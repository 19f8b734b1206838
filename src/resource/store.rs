//! The per-kind resource maps plus the machinery that fills them.
//!
//! The store is owned by a single task. Network calls run on spawned tasks
//! and report back over a channel; [`ResourceStore::poll`] and
//! [`ResourceStore::wait_for_change`] apply their results. Every change to
//! the in-memory state bumps the version published by
//! [`ResourceStore::subscribe`].

use chrono::Duration;
use tokio::sync::{mpsc, watch};
use tracing::{debug, info, warn};

use crate::api::operations::{
  GetAccountByAccountToken, GetTop50Project, GetTypePartByProjectId, RequestLogInUrl,
};
use crate::api::types::{
  Account, AccountId, AccountToken, Binary, IdAndData, ImageHash, LogInUrlRequest,
  OpenIdConnectProvider, Project, ProjectId, Snapshot, Timestamp, Timestamped, TypePart,
  TypePartId,
};
use crate::api::ApiClient;
use crate::cache::PersistentCache;

use super::kind::{Accounts, Images, Projects, Resource, ResourceMaps, TypeParts};
use super::state::{ResourceMap, ResourceState};

const DEFAULT_STALE_TIME_SECS: i64 = 300;

/// What a single-entity fetch task found: the cached record read before the
/// call and the call's own result.
#[derive(Debug)]
pub struct Fetched<T> {
  pub cached: Option<Snapshot<T>>,
  pub result: Option<Snapshot<T>>,
}

/// A finished background task, applied by the owning task.
#[derive(Debug)]
pub enum Completion {
  Project(ProjectId, Fetched<Project>),
  Account(AccountId, Fetched<Account>),
  TypePart(TypePartId, Fetched<TypePart>),
  Image(ImageHash, Fetched<Binary>),
  TopProjects(Option<Timestamped<Vec<IdAndData<ProjectId, Project>>>>),
  TypePartsOfProject(
    ProjectId,
    Option<Timestamped<Option<Vec<IdAndData<TypePartId, TypePart>>>>>,
  ),
  Session {
    token: AccountToken,
    result: Option<Option<IdAndData<AccountId, Account>>>,
    verified_at: Timestamp,
  },
}

/// Queries returning many entities at once.
#[derive(Debug, Clone, PartialEq, Eq)]
pub enum BulkQuery {
  TopProjects,
  TypePartsOf(ProjectId),
}

#[derive(Debug, Clone, PartialEq, Eq)]
pub enum LogInState {
  Guest,
  VerifyingToken(AccountToken),
  LoggedIn {
    token: AccountToken,
    account_id: AccountId,
  },
}

impl LogInState {
  pub fn label(&self) -> &'static str {
    match self {
      LogInState::Guest => "guest",
      LogInState::VerifyingToken(_) => "verifyingToken",
      LogInState::LoggedIn { .. } => "loggedIn",
    }
  }
}

pub struct ResourceStore {
  api: ApiClient,
  cache: PersistentCache,
  stale_time: Duration,
  maps: ResourceMaps,
  top_projects: ResourceState<Vec<ProjectId>>,
  project_type_parts: ResourceMap<ProjectId, Vec<TypePartId>>,
  log_in: LogInState,
  in_flight: usize,
  completions_tx: mpsc::UnboundedSender<Completion>,
  completions_rx: mpsc::UnboundedReceiver<Completion>,
  changes: watch::Sender<u64>,
}

impl ResourceStore {
  pub fn new(api: ApiClient, cache: PersistentCache) -> Self {
    let (completions_tx, completions_rx) = mpsc::unbounded_channel();
    let (changes, _) = watch::channel(0);
    Self {
      api,
      cache,
      stale_time: Duration::seconds(DEFAULT_STALE_TIME_SECS),
      maps: ResourceMaps::default(),
      top_projects: ResourceState::Absent,
      project_type_parts: ResourceMap::default(),
      log_in: LogInState::Guest,
      in_flight: 0,
      completions_tx,
      completions_rx,
      changes,
    }
  }

  /// How old a `Fresh` entry may get before `request` fetches it again.
  pub fn with_stale_time(mut self, stale_time: Duration) -> Self {
    self.stale_time = stale_time;
    self
  }

  /// Receives the store's version after every change.
  pub fn subscribe(&self) -> watch::Receiver<u64> {
    self.changes.subscribe()
  }

  fn notify(&self) {
    self.changes.send_modify(|version| *version += 1);
  }

  fn horizon<R: Resource>(&self) -> Option<Duration> {
    (!R::IMMUTABLE).then_some(self.stale_time)
  }

  /// The entry for `id`. Never triggers a fetch.
  pub fn get<R: Resource>(&mut self, id: &R::Id) -> &ResourceState<R::Data> {
    R::map_mut(&mut self.maps).entry(id)
  }

  /// Like [`get`](Self::get) without creating an entry.
  pub fn peek<R: Resource>(&self, id: &R::Id) -> Option<&ResourceState<R::Data>> {
    R::map(&self.maps).get(id)
  }

  /// Ask for `id` to be fetched on the next [`dispatch`](Self::dispatch)
  /// unless a fetch is already pending or the entry is fresh.
  pub fn request<R: Resource>(&mut self, id: &R::Id) -> bool {
    let horizon = self.horizon::<R>();
    self.request_within::<R>(id, horizon)
  }

  /// [`request`](Self::request) with an explicit freshness horizon.
  pub fn request_within<R: Resource>(&mut self, id: &R::Id, horizon: Option<Duration>) -> bool {
    let armed = R::map_mut(&mut self.maps)
      .entry(id)
      .request(horizon, Timestamp::now());
    if armed {
      debug!(kind = %R::KIND, %id, "fetch requested");
      self.notify();
    }
    armed
  }

  pub fn request_bulk(&mut self, query: BulkQuery) -> bool {
    let horizon = Some(self.stale_time);
    let now = Timestamp::now();
    let armed = match &query {
      BulkQuery::TopProjects => self.top_projects.request(horizon, now),
      BulkQuery::TypePartsOf(project) => self
        .project_type_parts
        .entry(project)
        .request(horizon, now),
    };
    if armed {
      debug!(?query, "bulk fetch requested");
      self.notify();
    }
    armed
  }

  /// Ids of the top projects, in server order.
  pub fn top_projects(&self) -> &ResourceState<Vec<ProjectId>> {
    &self.top_projects
  }

  /// Ids of the type parts belonging to `project`. `Deleted` when the project
  /// does not exist.
  pub fn type_parts_of(&mut self, project: &ProjectId) -> &ResourceState<Vec<TypePartId>> {
    self.project_type_parts.entry(project)
  }

  pub fn log_in_state(&self) -> &LogInState {
    &self.log_in
  }

  /// Fetches still waiting to be applied.
  pub fn in_flight(&self) -> usize {
    self.in_flight
  }

  /// Nothing waiting to be dispatched and nothing in flight.
  pub fn is_idle(&self) -> bool {
    self.in_flight == 0
      && !self.top_projects.is_in_flight()
      && !self.project_type_parts.has_waiting()
      && !self.maps.projects.has_waiting()
      && !self.maps.accounts.has_waiting()
      && !self.maps.type_parts.has_waiting()
      && !self.maps.images.has_waiting()
  }

  /// Attached to every call, including while it is being verified.
  fn token(&self) -> Option<AccountToken> {
    match &self.log_in {
      LogInState::LoggedIn { token, .. } | LogInState::VerifyingToken(token) => {
        Some(token.clone())
      }
      LogInState::Guest => None,
    }
  }

  /// Issue one network call per waiting entry. Returns how many started.
  pub fn dispatch(&mut self) -> usize {
    let mut started = self.dispatch_kind::<Projects>()
      + self.dispatch_kind::<Accounts>()
      + self.dispatch_kind::<TypeParts>()
      + self.dispatch_kind::<Images>();

    if self.top_projects.start_fetch() {
      self.spawn_top_projects();
      started += 1;
    }
    for project in self.project_type_parts.start_waiting() {
      self.spawn_type_parts_of(project);
      started += 1;
    }

    if started > 0 {
      debug!(started, in_flight = self.in_flight, "dispatched fetches");
      self.notify();
    }
    started
  }

  fn dispatch_kind<R: Resource>(&mut self) -> usize {
    let ids = R::map_mut(&mut self.maps).start_waiting();
    for id in &ids {
      self.spawn_fetch::<R>(id.clone());
    }
    ids.len()
  }

  fn spawn_fetch<R: Resource>(&mut self, id: R::Id) {
    let api = self.api.clone();
    let cache = self.cache.clone();
    let token = self.token();
    let tx = self.completions_tx.clone();
    self.in_flight += 1;

    tokio::spawn(async move {
      let cached = cache.read::<R>(&id).await;
      let result = R::fetch(api, id.clone(), token).await;
      if let Some(snapshot) = &result {
        cache.write::<R>(&id, snapshot).await;
      }
      let _ = tx.send(R::completion(id, Fetched { cached, result }));
    });
  }

  fn spawn_top_projects(&mut self) {
    let api = self.api.clone();
    let cache = self.cache.clone();
    let token = self.token();
    let tx = self.completions_tx.clone();
    self.in_flight += 1;

    tokio::spawn(async move {
      let result = api.call::<GetTop50Project>(&(), token.as_ref()).await;
      if let Some(list) = &result {
        for item in &list.value {
          let snapshot = Timestamped::new(Some(item.data.clone()), list.observed_at);
          cache.write::<Projects>(&item.id, &snapshot).await;
        }
      }
      let _ = tx.send(Completion::TopProjects(result));
    });
  }

  fn spawn_type_parts_of(&mut self, project: ProjectId) {
    let api = self.api.clone();
    let cache = self.cache.clone();
    let token = self.token();
    let tx = self.completions_tx.clone();
    self.in_flight += 1;

    tokio::spawn(async move {
      let result = api
        .call::<GetTypePartByProjectId>(&project, token.as_ref())
        .await;
      if let Some(Timestamped {
        value: Some(list),
        observed_at,
      }) = &result
      {
        for item in list {
          let snapshot = Timestamped::new(Some(item.data.clone()), *observed_at);
          cache.write::<TypeParts>(&item.id, &snapshot).await;
        }
      }
      let _ = tx.send(Completion::TypePartsOfProject(project, result));
    });
  }

  /// Apply every completion that has already arrived. Returns whether any
  /// did.
  pub fn poll(&mut self) -> bool {
    let mut changed = false;
    while let Ok(completion) = self.completions_rx.try_recv() {
      self.apply(completion);
      changed = true;
    }
    if changed {
      self.notify();
    }
    changed
  }

  /// Wait for at least one completion and apply it along with any others
  /// already queued. Returns `false` immediately when nothing is in flight.
  pub async fn wait_for_change(&mut self) -> bool {
    if self.in_flight == 0 {
      return false;
    }
    match self.completions_rx.recv().await {
      Some(completion) => self.apply(completion),
      None => return false,
    }
    while let Ok(completion) = self.completions_rx.try_recv() {
      self.apply(completion);
    }
    self.notify();
    true
  }

  /// Dispatch and apply until nothing is waiting or in flight.
  pub async fn settle(&mut self) {
    loop {
      self.dispatch();
      if !self.wait_for_change().await {
        break;
      }
    }
  }

  fn apply(&mut self, completion: Completion) {
    self.in_flight = self.in_flight.saturating_sub(1);
    match completion {
      Completion::Project(id, fetched) => self.apply_fetched::<Projects>(id, fetched),
      Completion::Account(id, fetched) => self.apply_fetched::<Accounts>(id, fetched),
      Completion::TypePart(id, fetched) => self.apply_fetched::<TypeParts>(id, fetched),
      Completion::Image(hash, fetched) => self.apply_fetched::<Images>(hash, fetched),
      Completion::TopProjects(result) => self.apply_top_projects(result),
      Completion::TypePartsOfProject(project, result) => {
        self.apply_type_parts_of(project, result)
      }
      Completion::Session {
        token,
        result,
        verified_at,
      } => self.apply_session(token, result, verified_at),
    }
  }

  fn apply_fetched<R: Resource>(&mut self, id: R::Id, fetched: Fetched<R::Data>) {
    let state = R::map_mut(&mut self.maps).entry(&id);
    if let Some(cached) = fetched.cached {
      state.merge(cached);
    }
    state.complete(fetched.result);
    debug!(kind = %R::KIND, %id, state = state.label(), "fetch completed");
  }

  fn apply_top_projects(&mut self, result: Option<Timestamped<Vec<IdAndData<ProjectId, Project>>>>) {
    let Some(list) = result else {
      self.top_projects.complete(None);
      return;
    };
    let observed_at = list.observed_at;
    let mut ids = Vec::with_capacity(list.value.len());
    for item in list.value {
      self
        .maps
        .projects
        .entry(&item.id)
        .merge(Timestamped::new(Some(item.data), observed_at));
      ids.push(item.id);
    }
    debug!(count = ids.len(), "top projects fetched");
    self
      .top_projects
      .complete(Some(Timestamped::new(Some(ids), observed_at)));
  }

  fn apply_type_parts_of(
    &mut self,
    project: ProjectId,
    result: Option<Timestamped<Option<Vec<IdAndData<TypePartId, TypePart>>>>>,
  ) {
    let snapshot = match result {
      Some(Timestamped {
        value: Some(list),
        observed_at,
      }) => {
        let mut ids = Vec::with_capacity(list.len());
        for item in list {
          self
            .maps
            .type_parts
            .entry(&item.id)
            .merge(Timestamped::new(Some(item.data), observed_at));
          ids.push(item.id);
        }
        Some(Timestamped::new(Some(ids), observed_at))
      }
      Some(Timestamped {
        value: None,
        observed_at,
      }) => Some(Timestamped::new(None, observed_at)),
      None => None,
    };
    let state = self.project_type_parts.entry(&project);
    state.complete(snapshot);
    debug!(%project, state = state.label(), "type parts of project fetched");
  }

  /// Verify the token persisted by a previous session, if any.
  pub async fn restore_session(&mut self) -> bool {
    match self.cache.read_token().await {
      Some(token) => {
        info!("restoring previous session");
        self.verify(token);
        true
      }
      None => false,
    }
  }

  /// Persist `token` and verify it against the server.
  pub async fn log_in(&mut self, token: AccountToken) {
    self.cache.write_token(&token).await;
    self.verify(token);
  }

  pub async fn log_out(&mut self) {
    self.cache.clear_token().await;
    self.log_in = LogInState::Guest;
    info!("logged out");
    self.notify();
  }

  fn verify(&mut self, token: AccountToken) {
    let api = self.api.clone();
    let cache = self.cache.clone();
    let tx = self.completions_tx.clone();
    self.log_in = LogInState::VerifyingToken(token.clone());
    self.in_flight += 1;
    self.notify();

    tokio::spawn(async move {
      let result = api
        .call::<GetAccountByAccountToken>(&token, Some(&token))
        .await;
      let verified_at = Timestamp::now();
      match &result {
        Some(Some(account)) => {
          let snapshot = Timestamped::new(Some(account.data.clone()), verified_at);
          cache.write::<Accounts>(&account.id, &snapshot).await;
        }
        // A newer log in may have stored another token meanwhile.
        Some(None) => cache.clear_token_if(&token).await,
        None => {}
      }
      let _ = tx.send(Completion::Session {
        token,
        result,
        verified_at,
      });
    });
  }

  fn apply_session(
    &mut self,
    token: AccountToken,
    result: Option<Option<IdAndData<AccountId, Account>>>,
    verified_at: Timestamp,
  ) {
    if self.log_in != LogInState::VerifyingToken(token.clone()) {
      debug!("discarding verification of a superseded token");
      return;
    }
    self.log_in = match result {
      Some(Some(account)) => {
        self
          .maps
          .accounts
          .entry(&account.id)
          .merge(Timestamped::new(Some(account.data), verified_at));
        info!(account_id = %account.id, "logged in");
        LogInState::LoggedIn {
          token,
          account_id: account.id,
        }
      }
      Some(None) => {
        warn!("account token was rejected");
        LogInState::Guest
      }
      None => {
        warn!("could not verify account token; continuing as guest");
        LogInState::Guest
      }
    };
  }

  /// Ask the server where to send the user to log in with `provider`.
  pub async fn request_log_in_url(
    &self,
    provider: OpenIdConnectProvider,
    location: impl Into<String>,
  ) -> Option<String> {
    let request = LogInUrlRequest {
      provider,
      location: location.into(),
    };
    self.api.call::<RequestLogInUrl>(&request, None).await
  }
}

○ ○ ○

== WHAT YOU ARE ASKED TO DO ==
When the word "bool" occurs in a line above, list that line.

== EXERCISE RESULT ==
  pub fn request<R: Resource>(&mut self, id: &R::Id) -> bool {
  pub fn request_within<R: Resource>(&mut self, id: &R::Id, horizon: Option<Duration>) -> bool {
  pub fn request_bulk(&mut self, query: BulkQuery) -> bool {
  pub fn is_idle(&self) -> bool {
  pub fn poll(&mut self) -> bool {
  pub async fn wait_for_change(&mut self) -> bool {
  pub async fn restore_session(&mut self) -> bool {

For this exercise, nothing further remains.